**DATA PROVIDED**
---------------

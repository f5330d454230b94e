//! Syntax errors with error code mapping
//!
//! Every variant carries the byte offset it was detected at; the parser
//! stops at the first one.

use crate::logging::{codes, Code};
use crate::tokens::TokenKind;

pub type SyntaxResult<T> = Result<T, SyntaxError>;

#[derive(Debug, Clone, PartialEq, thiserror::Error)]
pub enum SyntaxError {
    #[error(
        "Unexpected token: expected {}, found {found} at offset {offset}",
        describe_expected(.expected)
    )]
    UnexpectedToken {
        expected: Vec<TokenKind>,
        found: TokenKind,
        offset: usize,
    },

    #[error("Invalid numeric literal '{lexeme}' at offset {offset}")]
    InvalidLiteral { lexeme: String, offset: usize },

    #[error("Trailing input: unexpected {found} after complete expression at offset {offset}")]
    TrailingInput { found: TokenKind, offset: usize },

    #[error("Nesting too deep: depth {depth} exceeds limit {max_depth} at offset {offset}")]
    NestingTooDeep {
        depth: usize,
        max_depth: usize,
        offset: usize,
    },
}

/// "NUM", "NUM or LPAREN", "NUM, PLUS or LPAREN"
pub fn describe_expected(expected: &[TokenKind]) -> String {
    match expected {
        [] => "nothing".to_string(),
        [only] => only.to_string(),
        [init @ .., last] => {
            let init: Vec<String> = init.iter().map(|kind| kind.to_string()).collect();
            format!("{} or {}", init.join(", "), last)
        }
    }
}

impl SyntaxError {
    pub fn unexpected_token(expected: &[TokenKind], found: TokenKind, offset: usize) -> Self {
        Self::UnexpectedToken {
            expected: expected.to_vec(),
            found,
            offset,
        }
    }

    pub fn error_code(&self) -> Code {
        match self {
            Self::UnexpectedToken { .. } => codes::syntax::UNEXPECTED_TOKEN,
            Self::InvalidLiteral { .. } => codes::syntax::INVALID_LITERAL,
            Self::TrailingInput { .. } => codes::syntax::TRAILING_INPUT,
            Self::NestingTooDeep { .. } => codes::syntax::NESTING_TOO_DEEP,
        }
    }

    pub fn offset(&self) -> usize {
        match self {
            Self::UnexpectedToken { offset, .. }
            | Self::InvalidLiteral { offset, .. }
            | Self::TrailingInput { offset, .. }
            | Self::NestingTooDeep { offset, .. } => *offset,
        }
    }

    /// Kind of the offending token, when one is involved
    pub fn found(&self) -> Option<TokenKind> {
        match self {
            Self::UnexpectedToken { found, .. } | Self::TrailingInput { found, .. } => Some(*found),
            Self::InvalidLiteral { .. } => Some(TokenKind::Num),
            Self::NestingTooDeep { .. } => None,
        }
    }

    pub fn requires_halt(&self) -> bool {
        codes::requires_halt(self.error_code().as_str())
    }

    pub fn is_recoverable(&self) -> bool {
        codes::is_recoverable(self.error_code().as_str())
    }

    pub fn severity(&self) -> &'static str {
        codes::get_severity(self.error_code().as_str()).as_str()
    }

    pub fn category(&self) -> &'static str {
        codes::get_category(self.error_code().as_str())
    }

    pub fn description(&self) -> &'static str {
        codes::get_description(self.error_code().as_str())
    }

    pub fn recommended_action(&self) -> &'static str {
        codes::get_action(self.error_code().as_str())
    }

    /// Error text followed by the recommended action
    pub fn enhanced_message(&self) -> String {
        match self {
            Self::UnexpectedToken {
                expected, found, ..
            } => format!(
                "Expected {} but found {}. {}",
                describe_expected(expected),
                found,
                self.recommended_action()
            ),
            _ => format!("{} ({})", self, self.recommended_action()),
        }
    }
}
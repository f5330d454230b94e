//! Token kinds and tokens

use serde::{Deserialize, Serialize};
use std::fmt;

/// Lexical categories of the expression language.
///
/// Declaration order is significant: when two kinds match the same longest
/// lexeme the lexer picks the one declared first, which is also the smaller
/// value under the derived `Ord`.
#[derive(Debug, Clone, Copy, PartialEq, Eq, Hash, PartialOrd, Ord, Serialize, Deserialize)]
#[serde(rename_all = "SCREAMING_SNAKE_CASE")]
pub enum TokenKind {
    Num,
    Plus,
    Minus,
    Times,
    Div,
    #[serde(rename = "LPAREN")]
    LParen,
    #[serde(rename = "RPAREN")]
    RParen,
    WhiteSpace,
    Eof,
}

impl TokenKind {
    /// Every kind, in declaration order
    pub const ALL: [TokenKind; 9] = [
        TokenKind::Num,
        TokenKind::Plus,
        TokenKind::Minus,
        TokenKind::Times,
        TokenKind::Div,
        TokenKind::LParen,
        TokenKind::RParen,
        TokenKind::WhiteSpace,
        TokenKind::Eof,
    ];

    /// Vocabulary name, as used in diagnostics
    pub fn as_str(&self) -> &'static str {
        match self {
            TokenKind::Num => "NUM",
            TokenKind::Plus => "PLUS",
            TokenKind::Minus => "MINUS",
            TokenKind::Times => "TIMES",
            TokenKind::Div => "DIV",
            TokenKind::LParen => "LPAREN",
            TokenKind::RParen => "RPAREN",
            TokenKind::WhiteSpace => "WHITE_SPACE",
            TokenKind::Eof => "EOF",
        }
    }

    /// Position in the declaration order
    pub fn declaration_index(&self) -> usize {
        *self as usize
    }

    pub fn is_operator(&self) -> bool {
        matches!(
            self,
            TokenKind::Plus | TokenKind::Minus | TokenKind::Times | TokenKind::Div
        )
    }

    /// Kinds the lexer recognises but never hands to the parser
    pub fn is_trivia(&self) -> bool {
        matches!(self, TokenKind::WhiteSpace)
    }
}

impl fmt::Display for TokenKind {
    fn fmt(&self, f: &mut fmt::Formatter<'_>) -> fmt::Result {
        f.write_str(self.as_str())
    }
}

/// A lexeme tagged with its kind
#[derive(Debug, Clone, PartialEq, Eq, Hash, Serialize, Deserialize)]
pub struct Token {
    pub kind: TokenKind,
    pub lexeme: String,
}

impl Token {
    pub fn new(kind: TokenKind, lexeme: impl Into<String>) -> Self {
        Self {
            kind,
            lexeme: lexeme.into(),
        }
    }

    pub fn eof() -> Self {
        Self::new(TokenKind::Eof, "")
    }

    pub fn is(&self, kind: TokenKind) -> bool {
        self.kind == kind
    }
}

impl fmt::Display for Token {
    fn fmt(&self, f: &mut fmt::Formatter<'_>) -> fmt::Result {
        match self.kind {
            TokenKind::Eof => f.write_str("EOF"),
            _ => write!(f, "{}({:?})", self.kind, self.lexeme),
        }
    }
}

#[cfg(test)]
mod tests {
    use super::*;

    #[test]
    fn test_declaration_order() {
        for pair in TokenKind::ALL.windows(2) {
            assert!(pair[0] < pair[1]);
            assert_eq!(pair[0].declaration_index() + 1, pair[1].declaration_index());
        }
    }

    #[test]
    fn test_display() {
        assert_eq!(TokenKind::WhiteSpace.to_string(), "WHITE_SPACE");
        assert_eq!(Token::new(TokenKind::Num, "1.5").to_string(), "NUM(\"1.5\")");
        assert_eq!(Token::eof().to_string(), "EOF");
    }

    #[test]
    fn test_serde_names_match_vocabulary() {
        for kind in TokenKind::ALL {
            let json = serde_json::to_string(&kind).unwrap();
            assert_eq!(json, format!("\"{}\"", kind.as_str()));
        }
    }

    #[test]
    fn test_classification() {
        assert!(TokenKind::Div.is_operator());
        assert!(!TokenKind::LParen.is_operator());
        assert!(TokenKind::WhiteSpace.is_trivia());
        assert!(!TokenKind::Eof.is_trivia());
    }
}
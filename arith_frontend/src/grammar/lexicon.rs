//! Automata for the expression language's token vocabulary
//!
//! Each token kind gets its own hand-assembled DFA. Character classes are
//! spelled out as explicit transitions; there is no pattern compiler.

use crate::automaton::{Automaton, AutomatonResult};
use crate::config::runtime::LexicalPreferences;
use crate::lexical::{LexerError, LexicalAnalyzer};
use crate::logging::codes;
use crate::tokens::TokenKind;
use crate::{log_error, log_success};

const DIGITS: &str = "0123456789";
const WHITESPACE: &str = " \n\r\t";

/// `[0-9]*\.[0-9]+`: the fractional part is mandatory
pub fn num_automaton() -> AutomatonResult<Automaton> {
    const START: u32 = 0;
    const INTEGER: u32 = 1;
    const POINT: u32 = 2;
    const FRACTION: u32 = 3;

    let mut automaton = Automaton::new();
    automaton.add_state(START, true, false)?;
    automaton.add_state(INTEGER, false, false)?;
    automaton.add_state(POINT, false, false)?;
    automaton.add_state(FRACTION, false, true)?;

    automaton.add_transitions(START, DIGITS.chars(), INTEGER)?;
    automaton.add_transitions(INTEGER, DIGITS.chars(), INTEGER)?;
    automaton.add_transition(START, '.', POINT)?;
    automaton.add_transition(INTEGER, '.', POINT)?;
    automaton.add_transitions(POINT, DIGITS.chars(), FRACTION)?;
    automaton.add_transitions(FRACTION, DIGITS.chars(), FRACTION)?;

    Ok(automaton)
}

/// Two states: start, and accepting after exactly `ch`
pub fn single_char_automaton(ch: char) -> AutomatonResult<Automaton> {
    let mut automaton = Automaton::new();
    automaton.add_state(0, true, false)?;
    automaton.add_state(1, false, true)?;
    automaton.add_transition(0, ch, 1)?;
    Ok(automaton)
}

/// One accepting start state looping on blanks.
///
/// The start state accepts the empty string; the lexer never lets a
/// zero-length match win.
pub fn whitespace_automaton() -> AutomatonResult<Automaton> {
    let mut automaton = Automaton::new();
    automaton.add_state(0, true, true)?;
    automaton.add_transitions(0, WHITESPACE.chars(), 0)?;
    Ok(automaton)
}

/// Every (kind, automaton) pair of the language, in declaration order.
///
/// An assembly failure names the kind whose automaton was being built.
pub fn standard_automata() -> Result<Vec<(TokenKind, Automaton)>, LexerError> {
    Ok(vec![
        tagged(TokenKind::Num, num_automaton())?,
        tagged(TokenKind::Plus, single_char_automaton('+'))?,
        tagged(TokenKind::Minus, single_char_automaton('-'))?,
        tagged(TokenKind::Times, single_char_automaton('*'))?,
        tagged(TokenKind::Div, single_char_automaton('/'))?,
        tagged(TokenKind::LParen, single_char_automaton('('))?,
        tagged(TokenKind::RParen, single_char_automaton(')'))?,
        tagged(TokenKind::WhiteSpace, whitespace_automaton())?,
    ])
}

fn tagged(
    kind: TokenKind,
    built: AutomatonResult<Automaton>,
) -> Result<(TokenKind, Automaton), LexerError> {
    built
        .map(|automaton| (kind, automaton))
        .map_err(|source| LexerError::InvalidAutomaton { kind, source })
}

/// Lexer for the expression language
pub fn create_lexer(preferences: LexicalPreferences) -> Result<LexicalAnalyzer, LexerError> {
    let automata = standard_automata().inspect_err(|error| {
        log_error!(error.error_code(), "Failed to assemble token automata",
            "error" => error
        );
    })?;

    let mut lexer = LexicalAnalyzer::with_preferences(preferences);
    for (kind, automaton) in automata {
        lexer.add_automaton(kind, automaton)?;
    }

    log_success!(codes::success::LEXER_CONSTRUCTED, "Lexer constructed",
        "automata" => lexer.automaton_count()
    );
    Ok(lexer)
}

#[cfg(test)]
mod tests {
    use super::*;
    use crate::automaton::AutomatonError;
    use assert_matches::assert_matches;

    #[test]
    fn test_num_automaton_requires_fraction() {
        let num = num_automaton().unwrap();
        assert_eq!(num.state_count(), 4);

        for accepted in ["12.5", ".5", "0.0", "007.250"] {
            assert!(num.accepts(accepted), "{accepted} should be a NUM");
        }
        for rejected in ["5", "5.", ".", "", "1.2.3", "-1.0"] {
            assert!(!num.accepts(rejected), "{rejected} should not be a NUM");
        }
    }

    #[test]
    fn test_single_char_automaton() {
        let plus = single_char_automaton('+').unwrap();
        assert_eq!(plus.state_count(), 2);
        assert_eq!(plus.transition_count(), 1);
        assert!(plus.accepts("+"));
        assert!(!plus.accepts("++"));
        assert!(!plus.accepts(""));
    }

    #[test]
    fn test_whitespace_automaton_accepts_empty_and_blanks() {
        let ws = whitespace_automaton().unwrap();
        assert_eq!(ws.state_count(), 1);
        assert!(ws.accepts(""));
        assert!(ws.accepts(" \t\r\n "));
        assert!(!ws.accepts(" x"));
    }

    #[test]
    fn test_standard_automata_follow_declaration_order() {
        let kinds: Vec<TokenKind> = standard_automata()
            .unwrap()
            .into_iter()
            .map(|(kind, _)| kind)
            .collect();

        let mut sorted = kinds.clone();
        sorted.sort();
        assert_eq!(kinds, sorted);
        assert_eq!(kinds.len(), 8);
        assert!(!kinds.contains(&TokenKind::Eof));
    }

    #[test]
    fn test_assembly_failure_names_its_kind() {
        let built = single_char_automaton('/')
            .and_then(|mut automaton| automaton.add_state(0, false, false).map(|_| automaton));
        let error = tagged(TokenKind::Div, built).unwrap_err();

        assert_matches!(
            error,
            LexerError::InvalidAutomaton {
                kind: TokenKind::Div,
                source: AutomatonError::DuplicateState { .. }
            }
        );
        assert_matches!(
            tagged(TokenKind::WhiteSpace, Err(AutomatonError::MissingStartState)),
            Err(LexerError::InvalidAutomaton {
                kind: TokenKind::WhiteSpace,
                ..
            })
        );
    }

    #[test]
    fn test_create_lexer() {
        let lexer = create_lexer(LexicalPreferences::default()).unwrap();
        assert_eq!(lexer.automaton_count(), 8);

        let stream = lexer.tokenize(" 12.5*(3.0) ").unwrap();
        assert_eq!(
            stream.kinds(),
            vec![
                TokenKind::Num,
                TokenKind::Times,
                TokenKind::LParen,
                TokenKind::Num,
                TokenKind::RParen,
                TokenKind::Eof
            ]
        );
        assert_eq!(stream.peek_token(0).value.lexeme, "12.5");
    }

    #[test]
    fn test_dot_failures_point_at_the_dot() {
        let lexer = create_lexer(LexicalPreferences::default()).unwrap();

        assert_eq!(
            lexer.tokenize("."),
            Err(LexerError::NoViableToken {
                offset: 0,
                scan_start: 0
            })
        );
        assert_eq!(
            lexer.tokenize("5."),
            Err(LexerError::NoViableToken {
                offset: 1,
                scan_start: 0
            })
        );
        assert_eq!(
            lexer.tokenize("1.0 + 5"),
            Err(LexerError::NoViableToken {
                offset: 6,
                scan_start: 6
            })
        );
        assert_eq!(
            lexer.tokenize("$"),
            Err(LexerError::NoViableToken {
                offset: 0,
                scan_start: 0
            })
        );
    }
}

---------------

**YOUR GOAL**
In the entries above, how many lines contain the word "pair"? Provide the number alone.

**OUTPUT OF THE TASK**
4